▶ Action item: Give only the number of lines in the records that contain the word "CliResult".

[Start of section]

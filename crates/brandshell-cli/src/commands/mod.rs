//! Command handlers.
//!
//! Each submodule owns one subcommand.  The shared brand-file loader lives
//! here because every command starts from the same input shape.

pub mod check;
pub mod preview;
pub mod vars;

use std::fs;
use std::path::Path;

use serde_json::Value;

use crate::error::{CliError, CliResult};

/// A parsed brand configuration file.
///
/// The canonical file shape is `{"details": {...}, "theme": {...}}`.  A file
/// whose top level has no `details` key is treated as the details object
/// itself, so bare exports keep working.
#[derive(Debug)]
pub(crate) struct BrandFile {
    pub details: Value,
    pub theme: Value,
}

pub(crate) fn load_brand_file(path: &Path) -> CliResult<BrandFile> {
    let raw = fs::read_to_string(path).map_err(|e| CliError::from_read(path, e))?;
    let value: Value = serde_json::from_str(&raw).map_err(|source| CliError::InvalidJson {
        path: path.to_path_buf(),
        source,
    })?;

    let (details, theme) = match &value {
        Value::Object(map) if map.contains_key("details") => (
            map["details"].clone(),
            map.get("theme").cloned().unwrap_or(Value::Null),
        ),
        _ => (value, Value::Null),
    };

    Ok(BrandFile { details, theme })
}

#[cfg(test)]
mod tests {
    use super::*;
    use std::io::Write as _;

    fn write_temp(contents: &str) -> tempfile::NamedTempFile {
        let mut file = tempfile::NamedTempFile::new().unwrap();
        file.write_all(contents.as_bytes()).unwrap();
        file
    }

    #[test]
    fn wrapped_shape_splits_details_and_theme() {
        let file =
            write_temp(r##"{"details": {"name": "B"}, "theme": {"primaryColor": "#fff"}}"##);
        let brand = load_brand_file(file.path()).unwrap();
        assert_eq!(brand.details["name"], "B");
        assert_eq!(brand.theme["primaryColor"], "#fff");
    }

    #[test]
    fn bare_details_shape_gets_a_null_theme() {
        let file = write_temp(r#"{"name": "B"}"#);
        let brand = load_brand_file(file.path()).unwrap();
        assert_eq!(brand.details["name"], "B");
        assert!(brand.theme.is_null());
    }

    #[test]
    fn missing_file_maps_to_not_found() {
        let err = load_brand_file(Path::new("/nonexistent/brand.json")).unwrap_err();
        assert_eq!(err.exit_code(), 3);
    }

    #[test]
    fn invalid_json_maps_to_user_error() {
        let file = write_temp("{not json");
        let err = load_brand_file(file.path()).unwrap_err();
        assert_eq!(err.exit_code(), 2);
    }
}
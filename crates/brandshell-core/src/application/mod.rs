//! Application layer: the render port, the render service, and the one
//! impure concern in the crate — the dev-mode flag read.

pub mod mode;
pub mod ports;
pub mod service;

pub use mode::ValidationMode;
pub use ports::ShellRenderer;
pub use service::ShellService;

[End of section]
[Start of section]

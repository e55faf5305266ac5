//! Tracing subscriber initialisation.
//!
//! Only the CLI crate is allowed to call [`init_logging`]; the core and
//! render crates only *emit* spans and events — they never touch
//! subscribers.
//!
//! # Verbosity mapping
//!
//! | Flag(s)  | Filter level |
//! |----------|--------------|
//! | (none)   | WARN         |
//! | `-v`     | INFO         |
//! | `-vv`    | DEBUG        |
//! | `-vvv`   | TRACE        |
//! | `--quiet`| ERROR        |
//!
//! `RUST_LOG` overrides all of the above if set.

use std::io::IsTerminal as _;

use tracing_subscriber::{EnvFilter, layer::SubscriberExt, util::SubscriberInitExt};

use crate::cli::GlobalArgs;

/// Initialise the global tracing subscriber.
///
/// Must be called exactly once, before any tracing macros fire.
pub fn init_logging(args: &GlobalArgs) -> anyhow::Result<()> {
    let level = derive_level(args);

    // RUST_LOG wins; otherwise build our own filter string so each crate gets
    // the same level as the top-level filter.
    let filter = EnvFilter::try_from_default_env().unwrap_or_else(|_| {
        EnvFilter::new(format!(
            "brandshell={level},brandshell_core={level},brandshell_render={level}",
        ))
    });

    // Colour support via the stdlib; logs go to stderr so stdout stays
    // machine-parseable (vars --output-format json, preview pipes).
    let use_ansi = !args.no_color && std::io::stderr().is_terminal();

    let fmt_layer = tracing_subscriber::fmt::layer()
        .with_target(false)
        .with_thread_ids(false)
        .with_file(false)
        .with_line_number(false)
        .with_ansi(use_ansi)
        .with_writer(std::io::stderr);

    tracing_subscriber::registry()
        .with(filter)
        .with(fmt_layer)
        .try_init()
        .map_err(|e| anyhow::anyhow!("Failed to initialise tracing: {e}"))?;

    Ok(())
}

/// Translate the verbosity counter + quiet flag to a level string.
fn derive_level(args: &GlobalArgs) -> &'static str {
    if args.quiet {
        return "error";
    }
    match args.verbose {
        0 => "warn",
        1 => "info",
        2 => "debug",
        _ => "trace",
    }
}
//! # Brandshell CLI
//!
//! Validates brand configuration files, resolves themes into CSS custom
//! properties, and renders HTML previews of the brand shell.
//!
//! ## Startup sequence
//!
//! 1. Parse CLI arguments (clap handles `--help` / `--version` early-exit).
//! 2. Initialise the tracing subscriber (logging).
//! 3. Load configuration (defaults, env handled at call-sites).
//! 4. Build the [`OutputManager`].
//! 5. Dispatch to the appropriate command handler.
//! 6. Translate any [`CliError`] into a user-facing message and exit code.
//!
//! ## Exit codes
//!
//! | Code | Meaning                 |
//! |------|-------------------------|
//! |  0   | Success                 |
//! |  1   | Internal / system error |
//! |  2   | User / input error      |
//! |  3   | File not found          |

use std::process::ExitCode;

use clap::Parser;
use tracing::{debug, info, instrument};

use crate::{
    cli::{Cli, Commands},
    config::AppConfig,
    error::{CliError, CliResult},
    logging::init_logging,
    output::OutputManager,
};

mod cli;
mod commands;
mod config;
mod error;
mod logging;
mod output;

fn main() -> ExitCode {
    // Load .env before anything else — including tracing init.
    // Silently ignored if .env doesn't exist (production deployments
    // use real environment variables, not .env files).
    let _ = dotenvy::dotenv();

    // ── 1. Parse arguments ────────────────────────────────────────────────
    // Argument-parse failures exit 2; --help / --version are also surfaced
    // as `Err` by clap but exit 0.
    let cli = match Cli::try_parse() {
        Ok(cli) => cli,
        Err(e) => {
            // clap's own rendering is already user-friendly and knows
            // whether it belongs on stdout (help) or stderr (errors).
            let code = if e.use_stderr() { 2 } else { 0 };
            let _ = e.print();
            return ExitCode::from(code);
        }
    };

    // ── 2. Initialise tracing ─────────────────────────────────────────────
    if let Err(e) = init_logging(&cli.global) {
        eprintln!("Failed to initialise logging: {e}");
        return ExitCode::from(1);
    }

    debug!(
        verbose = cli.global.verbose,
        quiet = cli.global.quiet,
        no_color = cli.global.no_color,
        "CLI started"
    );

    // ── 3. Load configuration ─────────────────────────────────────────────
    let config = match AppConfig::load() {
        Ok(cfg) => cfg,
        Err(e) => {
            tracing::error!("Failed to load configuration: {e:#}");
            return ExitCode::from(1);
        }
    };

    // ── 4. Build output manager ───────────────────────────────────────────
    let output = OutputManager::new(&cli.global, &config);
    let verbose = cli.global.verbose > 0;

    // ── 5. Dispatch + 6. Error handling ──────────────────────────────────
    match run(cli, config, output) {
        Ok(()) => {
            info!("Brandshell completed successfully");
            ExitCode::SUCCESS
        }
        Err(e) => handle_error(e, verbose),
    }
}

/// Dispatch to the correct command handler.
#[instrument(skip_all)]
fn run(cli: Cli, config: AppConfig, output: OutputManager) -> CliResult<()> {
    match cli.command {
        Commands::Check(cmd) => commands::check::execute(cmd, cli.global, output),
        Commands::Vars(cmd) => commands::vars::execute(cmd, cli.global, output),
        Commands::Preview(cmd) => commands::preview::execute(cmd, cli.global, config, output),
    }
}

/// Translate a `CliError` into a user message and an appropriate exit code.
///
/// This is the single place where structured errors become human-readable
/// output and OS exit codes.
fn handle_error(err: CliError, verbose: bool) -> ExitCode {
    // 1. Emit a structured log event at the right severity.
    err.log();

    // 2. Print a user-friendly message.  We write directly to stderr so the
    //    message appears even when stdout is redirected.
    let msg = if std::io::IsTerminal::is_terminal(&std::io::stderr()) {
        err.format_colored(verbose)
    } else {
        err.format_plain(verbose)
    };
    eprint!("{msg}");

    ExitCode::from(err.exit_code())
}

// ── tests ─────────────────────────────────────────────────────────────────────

[End of section]
[Start of section]

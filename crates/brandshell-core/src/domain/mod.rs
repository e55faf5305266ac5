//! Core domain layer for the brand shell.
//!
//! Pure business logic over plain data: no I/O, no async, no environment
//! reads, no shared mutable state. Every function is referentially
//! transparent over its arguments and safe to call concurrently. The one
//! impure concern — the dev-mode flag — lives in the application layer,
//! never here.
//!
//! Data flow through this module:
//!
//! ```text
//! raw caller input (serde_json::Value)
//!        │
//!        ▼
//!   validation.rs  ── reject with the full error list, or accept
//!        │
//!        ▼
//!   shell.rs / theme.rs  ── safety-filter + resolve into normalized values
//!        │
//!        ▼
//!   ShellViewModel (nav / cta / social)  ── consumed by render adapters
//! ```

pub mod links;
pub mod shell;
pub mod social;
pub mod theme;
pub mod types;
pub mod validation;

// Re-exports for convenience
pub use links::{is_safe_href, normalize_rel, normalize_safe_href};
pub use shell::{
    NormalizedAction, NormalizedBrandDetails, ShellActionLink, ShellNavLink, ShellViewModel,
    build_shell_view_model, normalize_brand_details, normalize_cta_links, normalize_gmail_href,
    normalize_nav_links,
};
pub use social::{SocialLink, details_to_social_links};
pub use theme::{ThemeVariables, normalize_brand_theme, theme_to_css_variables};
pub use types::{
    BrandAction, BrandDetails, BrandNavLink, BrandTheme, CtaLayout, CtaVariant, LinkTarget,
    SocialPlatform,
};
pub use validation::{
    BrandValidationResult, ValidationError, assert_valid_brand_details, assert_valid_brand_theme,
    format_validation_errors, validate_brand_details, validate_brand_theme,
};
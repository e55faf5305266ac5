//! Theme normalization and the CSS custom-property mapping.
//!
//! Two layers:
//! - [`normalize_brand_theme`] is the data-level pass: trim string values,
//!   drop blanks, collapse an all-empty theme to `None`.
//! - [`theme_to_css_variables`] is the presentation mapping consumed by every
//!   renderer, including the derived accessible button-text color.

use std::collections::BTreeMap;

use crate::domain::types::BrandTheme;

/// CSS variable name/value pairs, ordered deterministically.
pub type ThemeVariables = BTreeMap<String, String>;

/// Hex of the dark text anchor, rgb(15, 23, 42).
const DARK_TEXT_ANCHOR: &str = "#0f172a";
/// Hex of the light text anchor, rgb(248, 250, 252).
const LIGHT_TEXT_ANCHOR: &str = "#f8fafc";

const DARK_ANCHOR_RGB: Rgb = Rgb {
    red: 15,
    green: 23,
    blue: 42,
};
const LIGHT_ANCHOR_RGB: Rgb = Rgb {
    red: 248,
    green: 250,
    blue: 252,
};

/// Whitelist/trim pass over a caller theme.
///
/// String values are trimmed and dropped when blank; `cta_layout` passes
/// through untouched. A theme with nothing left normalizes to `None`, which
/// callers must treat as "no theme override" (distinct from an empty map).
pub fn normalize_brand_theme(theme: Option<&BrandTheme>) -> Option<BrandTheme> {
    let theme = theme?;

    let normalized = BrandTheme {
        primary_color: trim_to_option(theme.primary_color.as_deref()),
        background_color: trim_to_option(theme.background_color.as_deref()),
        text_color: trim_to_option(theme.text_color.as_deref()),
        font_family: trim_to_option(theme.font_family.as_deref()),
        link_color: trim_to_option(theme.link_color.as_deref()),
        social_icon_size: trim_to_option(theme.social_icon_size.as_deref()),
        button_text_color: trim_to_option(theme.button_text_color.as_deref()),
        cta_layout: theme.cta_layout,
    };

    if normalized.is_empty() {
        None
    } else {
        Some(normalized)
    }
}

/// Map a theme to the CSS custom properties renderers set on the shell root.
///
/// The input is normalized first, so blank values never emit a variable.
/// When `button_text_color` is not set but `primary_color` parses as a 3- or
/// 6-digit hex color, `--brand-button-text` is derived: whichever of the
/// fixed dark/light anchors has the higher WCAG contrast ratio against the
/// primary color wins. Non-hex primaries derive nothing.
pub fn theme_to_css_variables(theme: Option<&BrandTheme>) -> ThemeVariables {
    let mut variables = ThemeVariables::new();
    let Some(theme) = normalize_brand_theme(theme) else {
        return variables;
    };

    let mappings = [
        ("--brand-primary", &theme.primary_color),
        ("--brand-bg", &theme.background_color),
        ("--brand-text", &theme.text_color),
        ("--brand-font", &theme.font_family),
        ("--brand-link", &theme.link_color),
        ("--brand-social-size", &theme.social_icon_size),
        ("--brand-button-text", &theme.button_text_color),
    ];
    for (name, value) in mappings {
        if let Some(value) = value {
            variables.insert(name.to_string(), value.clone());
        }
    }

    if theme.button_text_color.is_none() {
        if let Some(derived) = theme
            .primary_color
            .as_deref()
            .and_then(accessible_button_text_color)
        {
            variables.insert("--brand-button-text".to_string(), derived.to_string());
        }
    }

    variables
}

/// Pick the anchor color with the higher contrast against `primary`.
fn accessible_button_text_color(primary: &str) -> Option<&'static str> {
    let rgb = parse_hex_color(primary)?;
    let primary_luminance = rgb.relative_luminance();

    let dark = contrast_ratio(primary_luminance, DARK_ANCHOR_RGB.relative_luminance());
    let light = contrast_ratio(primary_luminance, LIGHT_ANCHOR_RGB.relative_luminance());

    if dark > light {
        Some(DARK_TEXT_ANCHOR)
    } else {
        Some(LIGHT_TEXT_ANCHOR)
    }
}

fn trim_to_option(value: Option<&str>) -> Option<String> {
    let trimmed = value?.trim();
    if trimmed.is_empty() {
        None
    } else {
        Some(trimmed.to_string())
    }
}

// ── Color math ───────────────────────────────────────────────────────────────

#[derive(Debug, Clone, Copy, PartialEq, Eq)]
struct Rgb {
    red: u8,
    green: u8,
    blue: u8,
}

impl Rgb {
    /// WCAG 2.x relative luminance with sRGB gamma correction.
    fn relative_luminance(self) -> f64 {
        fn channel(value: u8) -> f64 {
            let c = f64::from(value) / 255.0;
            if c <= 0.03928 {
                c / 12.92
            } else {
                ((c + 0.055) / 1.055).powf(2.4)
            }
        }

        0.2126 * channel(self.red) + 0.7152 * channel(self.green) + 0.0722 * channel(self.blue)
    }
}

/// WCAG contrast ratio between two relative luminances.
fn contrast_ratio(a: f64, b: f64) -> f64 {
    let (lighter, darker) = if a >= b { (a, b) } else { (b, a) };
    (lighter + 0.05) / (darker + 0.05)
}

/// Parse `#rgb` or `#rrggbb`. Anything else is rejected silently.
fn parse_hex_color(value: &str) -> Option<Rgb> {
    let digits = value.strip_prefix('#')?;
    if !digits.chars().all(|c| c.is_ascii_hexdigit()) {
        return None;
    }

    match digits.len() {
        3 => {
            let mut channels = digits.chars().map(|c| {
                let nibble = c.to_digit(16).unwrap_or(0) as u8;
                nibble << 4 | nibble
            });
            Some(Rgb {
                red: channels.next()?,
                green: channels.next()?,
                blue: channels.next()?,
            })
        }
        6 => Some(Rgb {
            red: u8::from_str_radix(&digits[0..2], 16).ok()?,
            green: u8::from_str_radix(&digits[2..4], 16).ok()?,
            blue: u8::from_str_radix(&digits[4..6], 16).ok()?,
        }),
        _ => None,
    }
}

[End of section]

▶ Response: 4